Maternus Seniorencentrum Dresdner Hof

Countryfest im Dresdner Hof

Kaum war der „Tag der Deutschen Einheit“ vorüber, stand am nächsten Tag auch schon das große Herbstfest „Countryfest“auf dem Plan. Ab Mittag herrschte reges Treiben im Restaurant. Da wurden Tische gerückt, zusätzliche aufgestellt und alles eingedeckt. Kürbisse, Strohblumen und gebas-telte Kakteen fanden ihren Platz zwischen Kaffeekannen, Tellern und herbstlichen Servietten. Und kaum hatten sich alle Senioren zur Mit-tagsruhe hingelegt, hieß es auch schon wieder aufstehen.

Aufgesattelt und los

Schnell füllte sich das Restaurant mit Cowboys, Cowgirls und anderen Feierwilligen. Der hauseigene Chor stimmte uns alle mit dem Lied „Da sprach der alte Häuptling der Indianer“ auf das Thema „Wilder Westen“ ein. Schon beim ersten Refrain sangen alle Anwesenden mit. Unser Einrichtungsleiter Herr Werner begrüßte die muntere Runde und wünschte allen viel Spaß. Die Mitarbeiter der sozialen Betreuung, heute allesamt als Sheriffs verkleidet, servierten gemeinsam mit der Küche typisch amerikanische Leckereien. Donuts, Muffins, Amerikaner und Käsekuchen wurden in Windeseile verzehrt.

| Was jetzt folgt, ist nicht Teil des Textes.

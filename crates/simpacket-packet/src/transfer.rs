//! Transfer form of a whole packet: a `u32` little-endian length followed by the buffer
//! transfer form, then the metadata transfer form.

use std::io::{self, Cursor};

use byteorder::{LittleEndian, ReadBytesExt, WriteBytesExt};

use simpacket_buffer::ByteBuffer;
use simpacket_core::{DecodingErrorKind, ErrorKind, Result};
use simpacket_metadata::MetadataLog;

use crate::Packet;

impl Packet {
    /// Returns the number of bytes [`serialize`](Self::serialize) appends.
    pub fn serialized_size(&self) -> usize {
        4 + self.buffer.serialized_size() + self.metadata.serialized_size()
    }

    /// Appends the transfer form of this packet to `out`.
    pub fn serialize(&self, out: &mut Vec<u8>) -> io::Result<()> {
        out.reserve(self.serialized_size());
        out.write_u32::<LittleEndian>(self.buffer.serialized_size() as u32)?;
        self.buffer.serialize(out)?;
        self.metadata.serialize(out)
    }

    /// Rebuilds a packet from its transfer form.
    pub fn deserialize(bytes: &[u8]) -> Result<Packet> {
        let mut cursor = Cursor::new(bytes);
        let buffer_len = cursor.read_u32::<LittleEndian>()? as usize;
        let rest = &bytes[4..];
        if buffer_len > rest.len() {
            return Err(ErrorKind::Truncated { needed: buffer_len, available: rest.len() });
        }
        let buffer = ByteBuffer::deserialize(&rest[..buffer_len])?;
        let metadata = MetadataLog::deserialize(&rest[buffer_len..])?;
        if metadata.is_enabled() && metadata.total_size() != buffer.size() {
            return Err(DecodingErrorKind::LengthMismatch {
                expected: buffer.size() as usize,
                actual: metadata.total_size() as usize,
            }
            .into());
        }
        Ok(Packet { buffer, metadata })
    }
}

#[cfg(test)]
mod tests {
    use simpacket_core::Config;

    use super::*;
    use crate::PacketContext;

    #[test]
    fn test_round_trip() {
        let ctx = PacketContext::new(Config::with_metadata());
        let mut packet = Packet::from_bytes(&ctx, &[1, 2, 3]);
        packet.add_at_end(&Packet::new(&ctx, 500));
        let mut out = Vec::new();
        packet.serialize(&mut out).unwrap();
        assert_eq!(out.len(), packet.serialized_size());

        let decoded = Packet::deserialize(&out).unwrap();
        assert_eq!(decoded.uid(), packet.uid());
        assert_eq!(decoded.to_vec(), packet.to_vec());
        assert_eq!(decoded.to_string(), packet.to_string());
    }

    #[test]
    fn test_mismatched_parts_rejected() {
        let ctx = PacketContext::new(Config::with_metadata());
        let long = Packet::new(&ctx, 20);
        let short = Packet::new(&ctx, 10);
        let mut out = Vec::new();
        out.extend_from_slice(&(short.buffer.serialized_size() as u32).to_le_bytes());
        short.buffer.serialize(&mut out).unwrap();
        long.metadata.serialize(&mut out).unwrap();
        let err = Packet::deserialize(&out).unwrap_err();
        assert!(matches!(
            err,
            ErrorKind::DecodingError(DecodingErrorKind::LengthMismatch { expected: 10, actual: 20 })
        ));
    }

    #[test]
    fn test_short_input_rejected() {
        let err = Packet::deserialize(&[40, 0, 0, 0, 1]).unwrap_err();
        assert!(matches!(err, ErrorKind::Truncated { needed: 40, available: 1 }));
    }
}
use std::{cell::Cell, fmt, rc::Rc};

use byteorder::{ByteOrder, LittleEndian};
use simpacket_buffer::ByteBuffer;
use simpacket_core::constants::METADATA_MAX_STORE_SIZE;

use crate::{
    item::Items,
    record::{ItemKind, Record},
    store::MetadataStore,
    PacketPrinter, END,
};

thread_local! {
    static NEXT_CHUNK_UID: Cell<u16> = const { Cell::new(0) };
}

fn next_chunk_uid() -> u16 {
    NEXT_CHUNK_UID
        .try_with(|uid| {
            let value = uid.get();
            uid.set(value.wrapping_add(1));
            value
        })
        .unwrap_or(0)
}

/// Record of how a packet's bytes were built up.
///
/// Items are kept in a flat byte store as a doubly-linked list of compact records, linked by
/// 16-bit offsets. Cloning is O(1): clones share the store and copy it only when one of them
/// has to write where another still reads.
///
/// A log created with recording disabled ignores every mutation; all of its operations are
/// no-ops and it describes no items.
#[derive(Clone, Debug)]
pub struct MetadataLog {
    store: Rc<MetadataStore>,
    head: u16,
    tail: u16,
    /// End of the region this log has written into the store.
    used: u16,
    packet_uid: u64,
    enabled: bool,
}
use simpacket_buffer::{BufferIterator, ByteBuffer};

use crate::{log::Records, record::ItemKind};

/// One item of a metadata log, positioned against the packet bytes.
#[derive(Clone, Debug)]
pub struct Item<'a> {
    /// What the bytes hold.
    pub kind: ItemKind,
    /// Chunk type uid; 0 for payload.
    pub type_uid: u32,
    /// True when only part of the original chunk is present.
    pub is_fragment: bool,
    /// Number of bytes of the chunk present in the packet.
    pub current_size: u32,
    /// Bytes of the original chunk missing before the present range.
    pub trimmed_from_start: u32,
    /// Bytes of the original chunk missing after the present range.
    pub trimmed_from_end: u32,
    /// For a complete header, a cursor at its first byte. For a complete trailer, a cursor
    /// just past its last byte. `None` for payload and fragments.
    pub current: Option<BufferIterator<'a>>,
}

impl Item<'_> {
    /// Returns the size of the original chunk.
    pub fn original_size(&self) -> u32 {
        self.trimmed_from_start + self.current_size + self.trimmed_from_end
    }
}

/// Iterator over the items of a log, front to back.
pub struct Items<'a> {
    records: Records<'a>,
    buffer: &'a ByteBuffer,
    offset: u32,
}

impl<'a> Items<'a> {
    pub(crate) fn new(records: Records<'a>, buffer: &'a ByteBuffer) -> Self {
        Self { records, buffer, offset: 0 }
    }
}

impl<'a> Iterator for Items<'a> {
    type Item = Item<'a>;

    fn next(&mut self) -> Option<Self::Item> {
        let (_, record) = self.records.next()?;
        let is_fragment = !record.is_complete();
        let fits = self.offset + record.size <= self.buffer.size();
        let current = match record.kind {
            ItemKind::Header if !is_fragment && fits => {
                let mut i = self.buffer.begin();
                i.next_by(self.offset);
                Some(i)
            }
            ItemKind::Trailer if !is_fragment && fits => {
                let mut i = self.buffer.end();
                i.prev_by(self.buffer.size() - (self.offset + record.size));
                Some(i)
            }
            _ => None,
        };
        let item = Item {
            kind: record.kind,
            type_uid: record.type_uid,
            is_fragment,
            current_size: record.length(),
            trimmed_from_start: record.fragment_start,
            trimmed_from_end: record.size - record.fragment_end,
            current,
        };
        self.offset += record.length();
        Some(item)
    }
}
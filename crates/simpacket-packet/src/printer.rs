
use simpacket_metadata::PacketPrinter;

use crate::{Chunk, Header, Trailer};

/// Typed registration of chunk printers.
///
/// A registered type prints complete items as `Name (fields)` by deserializing a default
/// instance from the packet bytes and calling its [`Chunk::print`].
pub trait PrinterExt {
    /// Registers header type `H`.
    fn register_header<H: Header + Default + 'static>(&mut self);

    /// Registers trailer type `T`.
    fn register_trailer<T: Trailer + Default + 'static>(&mut self);
}

fn register<C: Chunk + Default + 'static>(printer: &mut PacketPrinter) {
    let sample = C::default();
    let name = sample.name().to_string();
    let label = name.clone();
    printer.set_chunk_printer(sample.type_uid(), name, move |out, _, _, cursor| {
        let mut chunk = C::default();
        chunk.deserialize(cursor);
        write!(out, "{} (", label)?;
        chunk.print(out)?;
        out.write_char(')')
    });
}

impl PrinterExt for PacketPrinter {
    fn register_header<H: Header + Default + 'static>(&mut self) {
        register::<H>(self);
    }

    fn register_trailer<T: Trailer + Default + 'static>(&mut self) {
        register::<T>(self);
    }
}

Zwei Sänger und jede Menge Tänzer

Frank von „2Plus“ hatte heute weder seinen Sohn noch den lieben Lutz dabei. Das Cowgirl Steffi stand heute an seiner Seite. Kaum erklangen die ersten Töne, schon fanden sich die ersten Tänzer ein. Linda Feller, Tom Astor und Co. ließen grüßen. Beschwingte Stimmung herrschte im ganzen Saal. Es wurde mitgesungen, geschunkelt und geklatscht. Eine Stunde verging dabei wie im Flug. Um unseren zwei Sängern eine Erholungspause zu gewähren, hatten wir noch eine Überraschung auf Lager. Die „Country Dancers Leipzig“ vom Skiclub e. V. zeigten uns ihr Können ihrer Step sheets (Schrittbeschreibungen). Da zuckten auch bei Bewohnern und Mitarbeitern hier und da die Tanzmuskeln.
Bis siebzehn Uhr unterhielten uns dann noch einmal Steffi und Frank musikalisch und unsere tanzbegeisterten Bewohner legten noch einmal eine flotte Sohle aufs Parkett.

Auch ein Countryfest geht mal zu Ende

So langsam wurde aber auch der stärkste Cowboy etwas müde und unsere Bewohner zogen sich  auf ihre Wohnbereiche zurück. Die Sheriffs räumten noch mit auf, um aus unserem Saloon wieder ein Restaurant zu machen. Wir bedanken uns bei dem gesamten Team des Dresdner Hofs für die tatkräftige Unterstützung sowie unserem Chor für die tolle Darbietung!